(Stored entries)
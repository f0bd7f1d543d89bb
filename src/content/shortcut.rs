//! Shortcut target resolution.

use thiserror::Error;

use crate::content::{
    ContentBackend, ContentContext, DOCUMENT_TYPE, NodeHandle, SHORTCUT_TYPE, ShortcutTarget,
};

/// Maximum shortcut chain length. Chained shortcuts can form cycles; the
/// guard turns an endless chain into a resolution failure.
pub const MAX_SHORTCUT_DEPTH: usize = 32;

/// Terminal outcome of following a shortcut chain.
#[derive(Clone)]
pub enum ShortcutResolution {
    /// The chain ended on a regular node.
    Node(NodeHandle),
    /// The chain ended on an external URI.
    ExternalUri(String),
}

impl std::fmt::Debug for ShortcutResolution {
    fn fmt(&self, f: &mut std::fmt::Formatter<'_>) -> std::fmt::Result {
        match self {
            Self::Node(node) => f.debug_tuple("Node").field(&node.path()).finish(),
            Self::ExternalUri(uri) => f.debug_tuple("ExternalUri").field(uri).finish(),
        }
    }
}

/// A shortcut chain that cannot be followed to a terminal target.
#[derive(Debug, Error)]
pub enum ShortcutError {
    #[error("shortcut `{identifier}` has no resolvable target")]
    Unresolvable { identifier: String },

    #[error("shortcut chain at `{identifier}` exceeds {MAX_SHORTCUT_DEPTH} hops")]
    DepthExceeded { identifier: String },
}

/// Follow shortcut targets until a non-shortcut node or an external URI is
/// reached. Non-shortcut input passes through unchanged.
pub fn resolve_shortcuts(
    backend: &dyn ContentBackend,
    ctx: &ContentContext,
    node: NodeHandle,
) -> Result<ShortcutResolution, ShortcutError> {
    let start = node.identifier();
    let mut current = node;

    for _ in 0..MAX_SHORTCUT_DEPTH {
        if !current.is_of_type(SHORTCUT_TYPE) {
            return Ok(ShortcutResolution::Node(current));
        }

        let target = current
            .shortcut_target()
            .ok_or_else(|| unresolvable(&current))?;
        current = match target {
            ShortcutTarget::FirstChild => current
                .children_of_type(DOCUMENT_TYPE)
                .into_iter()
                .next()
                .ok_or_else(|| unresolvable(&current))?,
            ShortcutTarget::Parent => current.parent().ok_or_else(|| unresolvable(&current))?,
            ShortcutTarget::Node(identifier) => backend
                .node_by_identifier(ctx, &identifier)
                .ok_or_else(|| unresolvable(&current))?,
            ShortcutTarget::Uri(uri) => return Ok(ShortcutResolution::ExternalUri(uri)),
        };
    }

    Err(ShortcutError::DepthExceeded { identifier: start })
}

fn unresolvable(node: &NodeHandle) -> ShortcutError {
    ShortcutError::Unresolvable {
        identifier: node.identifier(),
    }
}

### THE PROBLEM
Would you write the records out again, word for word?

### WRITTEN SOLUTION
repository f0bd7f1d543d89bb
filename src/content/shortcut.rs
//! Shortcut target resolution.

use thiserror::Error;

use crate::content::{
    ContentBackend, ContentContext, DOCUMENT_TYPE, NodeHandle, SHORTCUT_TYPE, ShortcutTarget,
};

/// Maximum shortcut chain length. Chained shortcuts can form cycles; the
/// guard turns an endless chain into a resolution failure.
pub const MAX_SHORTCUT_DEPTH: usize = 32;

/// Terminal outcome of following a shortcut chain.
#[derive(Clone)]
pub enum ShortcutResolution {
    /// The chain ended on a regular node.
    Node(NodeHandle),
    /// The chain ended on an external URI.
    ExternalUri(String),
}

impl std::fmt::Debug for ShortcutResolution {
    fn fmt(&self, f: &mut std::fmt::Formatter<'_>) -> std::fmt::Result {
        match self {
            Self::Node(node) => f.debug_tuple("Node").field(&node.path()).finish(),
            Self::ExternalUri(uri) => f.debug_tuple("ExternalUri").field(uri).finish(),
        }
    }
}

/// A shortcut chain that cannot be followed to a terminal target.
#[derive(Debug, Error)]
pub enum ShortcutError {
    #[error("shortcut `{identifier}` has no resolvable target")]
    Unresolvable { identifier: String },

    #[error("shortcut chain at `{identifier}` exceeds {MAX_SHORTCUT_DEPTH} hops")]
    DepthExceeded { identifier: String },
}

/// Follow shortcut targets until a non-shortcut node or an external URI is
/// reached. Non-shortcut input passes through unchanged.
pub fn resolve_shortcuts(
    backend: &dyn ContentBackend,
    ctx: &ContentContext,
    node: NodeHandle,
) -> Result<ShortcutResolution, ShortcutError> {
    let start = node.identifier();
    let mut current = node;

    for _ in 0..MAX_SHORTCUT_DEPTH {
        if !current.is_of_type(SHORTCUT_TYPE) {
            return Ok(ShortcutResolution::Node(current));
        }

        let target = current
            .shortcut_target()
            .ok_or_else(|| unresolvable(&current))?;
        current = match target {
            ShortcutTarget::FirstChild => current
                .children_of_type(DOCUMENT_TYPE)
                .into_iter()
                .next()
                .ok_or_else(|| unresolvable(&current))?,
            ShortcutTarget::Parent => current.parent().ok_or_else(|| unresolvable(&current))?,
            ShortcutTarget::Node(identifier) => backend
                .node_by_identifier(ctx, &identifier)
                .ok_or_else(|| unresolvable(&current))?,
            ShortcutTarget::Uri(uri) => return Ok(ShortcutResolution::ExternalUri(uri)),
        };
    }

    Err(ShortcutError::DepthExceeded { identifier: start })
}

fn unresolvable(node: &NodeHandle) -> ShortcutError {
    ShortcutError::Unresolvable {
        identifier: node.identifier(),
    }
}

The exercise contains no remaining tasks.